• _TASK_:
Please write out the final portion of the records below exactly: the line containing "(Some(label), Some(count)) =>", every line after it, and nothing else.

• _PROVIDED INFORMATION_:
******************************

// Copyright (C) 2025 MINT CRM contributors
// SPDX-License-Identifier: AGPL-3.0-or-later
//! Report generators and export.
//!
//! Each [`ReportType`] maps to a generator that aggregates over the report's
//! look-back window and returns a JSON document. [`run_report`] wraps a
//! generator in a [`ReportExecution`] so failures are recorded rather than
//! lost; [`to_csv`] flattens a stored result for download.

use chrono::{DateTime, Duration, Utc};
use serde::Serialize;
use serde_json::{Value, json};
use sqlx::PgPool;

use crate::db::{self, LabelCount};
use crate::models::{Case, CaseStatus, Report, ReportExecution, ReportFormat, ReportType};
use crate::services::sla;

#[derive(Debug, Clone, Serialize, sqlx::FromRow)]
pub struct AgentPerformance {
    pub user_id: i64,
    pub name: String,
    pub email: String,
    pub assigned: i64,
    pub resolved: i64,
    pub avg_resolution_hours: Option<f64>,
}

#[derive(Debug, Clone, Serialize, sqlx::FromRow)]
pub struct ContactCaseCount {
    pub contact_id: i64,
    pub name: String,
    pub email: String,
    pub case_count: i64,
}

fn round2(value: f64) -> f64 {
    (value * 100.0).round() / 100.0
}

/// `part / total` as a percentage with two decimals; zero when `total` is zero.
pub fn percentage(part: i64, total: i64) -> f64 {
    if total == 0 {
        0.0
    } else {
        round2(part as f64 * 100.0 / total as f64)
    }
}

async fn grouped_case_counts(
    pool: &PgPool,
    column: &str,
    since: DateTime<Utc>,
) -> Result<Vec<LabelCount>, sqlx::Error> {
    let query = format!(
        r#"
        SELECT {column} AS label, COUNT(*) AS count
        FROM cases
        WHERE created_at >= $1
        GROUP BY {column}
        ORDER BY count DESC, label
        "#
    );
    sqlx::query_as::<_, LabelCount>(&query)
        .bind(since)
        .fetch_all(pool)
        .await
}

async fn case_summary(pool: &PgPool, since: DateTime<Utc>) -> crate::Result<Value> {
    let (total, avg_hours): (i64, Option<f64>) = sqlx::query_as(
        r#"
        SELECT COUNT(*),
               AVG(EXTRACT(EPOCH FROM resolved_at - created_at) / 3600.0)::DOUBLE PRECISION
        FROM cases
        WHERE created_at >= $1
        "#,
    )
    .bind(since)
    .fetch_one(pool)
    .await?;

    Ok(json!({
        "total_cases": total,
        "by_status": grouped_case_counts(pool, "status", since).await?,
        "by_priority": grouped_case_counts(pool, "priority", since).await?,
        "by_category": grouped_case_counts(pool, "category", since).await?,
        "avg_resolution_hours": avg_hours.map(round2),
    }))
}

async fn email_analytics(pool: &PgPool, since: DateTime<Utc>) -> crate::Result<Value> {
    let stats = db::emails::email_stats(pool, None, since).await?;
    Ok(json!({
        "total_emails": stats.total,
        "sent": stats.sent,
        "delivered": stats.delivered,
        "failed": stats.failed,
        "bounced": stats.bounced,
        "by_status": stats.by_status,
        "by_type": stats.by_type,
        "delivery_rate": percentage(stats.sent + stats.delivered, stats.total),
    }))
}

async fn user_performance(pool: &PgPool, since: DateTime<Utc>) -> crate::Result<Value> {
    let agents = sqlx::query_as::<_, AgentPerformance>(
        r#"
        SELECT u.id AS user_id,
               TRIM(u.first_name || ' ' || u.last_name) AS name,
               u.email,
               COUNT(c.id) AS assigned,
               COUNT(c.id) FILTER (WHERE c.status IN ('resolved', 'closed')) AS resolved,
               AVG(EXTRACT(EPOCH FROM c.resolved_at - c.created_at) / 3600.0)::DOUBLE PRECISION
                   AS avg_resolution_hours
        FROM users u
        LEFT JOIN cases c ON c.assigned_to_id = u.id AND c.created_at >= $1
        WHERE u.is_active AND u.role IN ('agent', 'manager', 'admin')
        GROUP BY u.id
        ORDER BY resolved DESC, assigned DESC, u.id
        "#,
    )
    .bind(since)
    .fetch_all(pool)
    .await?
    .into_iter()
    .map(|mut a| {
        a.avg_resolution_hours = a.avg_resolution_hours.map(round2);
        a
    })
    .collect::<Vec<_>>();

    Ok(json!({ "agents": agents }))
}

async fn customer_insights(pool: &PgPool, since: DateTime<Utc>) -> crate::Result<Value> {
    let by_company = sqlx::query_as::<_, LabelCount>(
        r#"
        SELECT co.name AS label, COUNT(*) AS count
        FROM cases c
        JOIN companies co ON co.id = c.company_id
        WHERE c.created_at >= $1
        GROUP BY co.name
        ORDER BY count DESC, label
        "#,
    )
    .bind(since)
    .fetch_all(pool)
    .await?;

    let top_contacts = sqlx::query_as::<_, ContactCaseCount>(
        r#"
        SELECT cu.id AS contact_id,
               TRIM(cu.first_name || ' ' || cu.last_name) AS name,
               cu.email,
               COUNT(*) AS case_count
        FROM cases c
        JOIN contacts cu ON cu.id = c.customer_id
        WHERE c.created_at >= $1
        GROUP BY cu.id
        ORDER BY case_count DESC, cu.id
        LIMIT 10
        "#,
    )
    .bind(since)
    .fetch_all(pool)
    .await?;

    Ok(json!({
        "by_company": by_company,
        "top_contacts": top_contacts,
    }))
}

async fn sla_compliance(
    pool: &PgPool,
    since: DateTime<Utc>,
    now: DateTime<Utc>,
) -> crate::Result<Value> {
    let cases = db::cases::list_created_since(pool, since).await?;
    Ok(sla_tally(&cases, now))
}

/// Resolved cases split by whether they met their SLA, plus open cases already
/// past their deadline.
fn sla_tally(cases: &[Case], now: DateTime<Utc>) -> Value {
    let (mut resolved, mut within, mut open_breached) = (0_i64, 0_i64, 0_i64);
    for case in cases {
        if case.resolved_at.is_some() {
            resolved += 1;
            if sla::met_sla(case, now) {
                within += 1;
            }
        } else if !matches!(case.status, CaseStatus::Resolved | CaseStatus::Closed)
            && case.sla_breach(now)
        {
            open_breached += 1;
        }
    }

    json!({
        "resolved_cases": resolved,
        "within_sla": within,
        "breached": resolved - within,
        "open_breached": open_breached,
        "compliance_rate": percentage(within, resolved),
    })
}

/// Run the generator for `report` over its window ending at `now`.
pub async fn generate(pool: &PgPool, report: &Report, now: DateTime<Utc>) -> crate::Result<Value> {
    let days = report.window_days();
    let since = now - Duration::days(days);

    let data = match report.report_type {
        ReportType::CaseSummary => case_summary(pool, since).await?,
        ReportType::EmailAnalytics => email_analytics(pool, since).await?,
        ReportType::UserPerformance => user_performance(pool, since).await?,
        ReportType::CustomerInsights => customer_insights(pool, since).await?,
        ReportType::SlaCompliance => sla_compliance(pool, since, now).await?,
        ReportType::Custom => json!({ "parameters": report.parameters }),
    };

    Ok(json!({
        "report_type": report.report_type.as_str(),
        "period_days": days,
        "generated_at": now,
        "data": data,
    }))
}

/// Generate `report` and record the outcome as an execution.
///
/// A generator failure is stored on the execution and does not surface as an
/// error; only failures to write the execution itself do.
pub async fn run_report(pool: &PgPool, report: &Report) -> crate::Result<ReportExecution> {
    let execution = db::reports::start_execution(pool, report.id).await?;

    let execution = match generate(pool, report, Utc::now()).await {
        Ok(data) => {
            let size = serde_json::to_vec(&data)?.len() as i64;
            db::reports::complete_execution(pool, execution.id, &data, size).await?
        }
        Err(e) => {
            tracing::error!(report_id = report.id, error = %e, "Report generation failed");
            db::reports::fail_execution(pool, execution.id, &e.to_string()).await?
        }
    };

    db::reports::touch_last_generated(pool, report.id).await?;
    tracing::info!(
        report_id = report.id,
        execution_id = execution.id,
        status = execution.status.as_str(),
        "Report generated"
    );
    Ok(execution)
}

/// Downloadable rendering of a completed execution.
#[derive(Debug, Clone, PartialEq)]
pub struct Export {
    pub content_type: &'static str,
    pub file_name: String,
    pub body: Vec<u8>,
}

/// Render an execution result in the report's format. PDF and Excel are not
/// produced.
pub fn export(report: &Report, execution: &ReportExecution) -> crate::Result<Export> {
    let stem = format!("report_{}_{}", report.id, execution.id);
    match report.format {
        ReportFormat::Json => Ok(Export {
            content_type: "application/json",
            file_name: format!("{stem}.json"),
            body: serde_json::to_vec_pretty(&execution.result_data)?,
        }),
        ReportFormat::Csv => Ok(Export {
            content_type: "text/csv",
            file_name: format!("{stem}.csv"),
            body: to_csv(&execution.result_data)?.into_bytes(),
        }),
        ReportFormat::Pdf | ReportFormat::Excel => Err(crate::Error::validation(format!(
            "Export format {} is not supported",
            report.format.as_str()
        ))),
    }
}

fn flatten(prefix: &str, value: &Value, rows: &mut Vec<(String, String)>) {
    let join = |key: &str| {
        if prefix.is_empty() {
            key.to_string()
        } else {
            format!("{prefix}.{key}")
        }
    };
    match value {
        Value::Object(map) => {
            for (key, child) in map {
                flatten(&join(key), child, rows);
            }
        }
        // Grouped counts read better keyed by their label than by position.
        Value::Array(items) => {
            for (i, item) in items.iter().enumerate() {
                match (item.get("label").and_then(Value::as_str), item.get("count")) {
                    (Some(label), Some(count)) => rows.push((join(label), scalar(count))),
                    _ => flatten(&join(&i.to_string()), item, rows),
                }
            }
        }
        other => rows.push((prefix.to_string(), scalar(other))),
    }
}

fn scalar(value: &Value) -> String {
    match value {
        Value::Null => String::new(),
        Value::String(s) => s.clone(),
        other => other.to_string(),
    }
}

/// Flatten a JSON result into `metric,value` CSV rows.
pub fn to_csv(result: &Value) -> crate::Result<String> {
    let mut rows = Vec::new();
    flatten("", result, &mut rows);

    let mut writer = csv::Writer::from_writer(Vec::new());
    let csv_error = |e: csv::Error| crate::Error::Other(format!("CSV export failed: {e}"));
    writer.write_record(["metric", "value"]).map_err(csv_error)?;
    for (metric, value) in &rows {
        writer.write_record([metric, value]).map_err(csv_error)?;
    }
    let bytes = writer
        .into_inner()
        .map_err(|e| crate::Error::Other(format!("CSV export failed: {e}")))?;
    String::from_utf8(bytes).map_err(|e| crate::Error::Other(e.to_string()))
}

******************************

• _OUTPUT BELOW_:
                    (Some(label), Some(count)) => rows.push((join(label), scalar(count))),
                    _ => flatten(&join(&i.to_string()), item, rows),
                }
            }
        }
        other => rows.push((prefix.to_string(), scalar(other))),
    }
}

fn scalar(value: &Value) -> String {
    match value {
        Value::Null => String::new(),
        Value::String(s) => s.clone(),
        other => other.to_string(),
    }
}

/// Flatten a JSON result into `metric,value` CSV rows.
pub fn to_csv(result: &Value) -> crate::Result<String> {
    let mut rows = Vec::new();
    flatten("", result, &mut rows);

    let mut writer = csv::Writer::from_writer(Vec::new());
    let csv_error = |e: csv::Error| crate::Error::Other(format!("CSV export failed: {e}"));
    writer.write_record(["metric", "value"]).map_err(csv_error)?;
    for (metric, value) in &rows {
        writer.write_record([metric, value]).map_err(csv_error)?;
    }
    let bytes = writer
        .into_inner()
        .map_err(|e| crate::Error::Other(format!("CSV export failed: {e}")))?;
    String::from_utf8(bytes).map_err(|e| crate::Error::Other(e.to_string()))
}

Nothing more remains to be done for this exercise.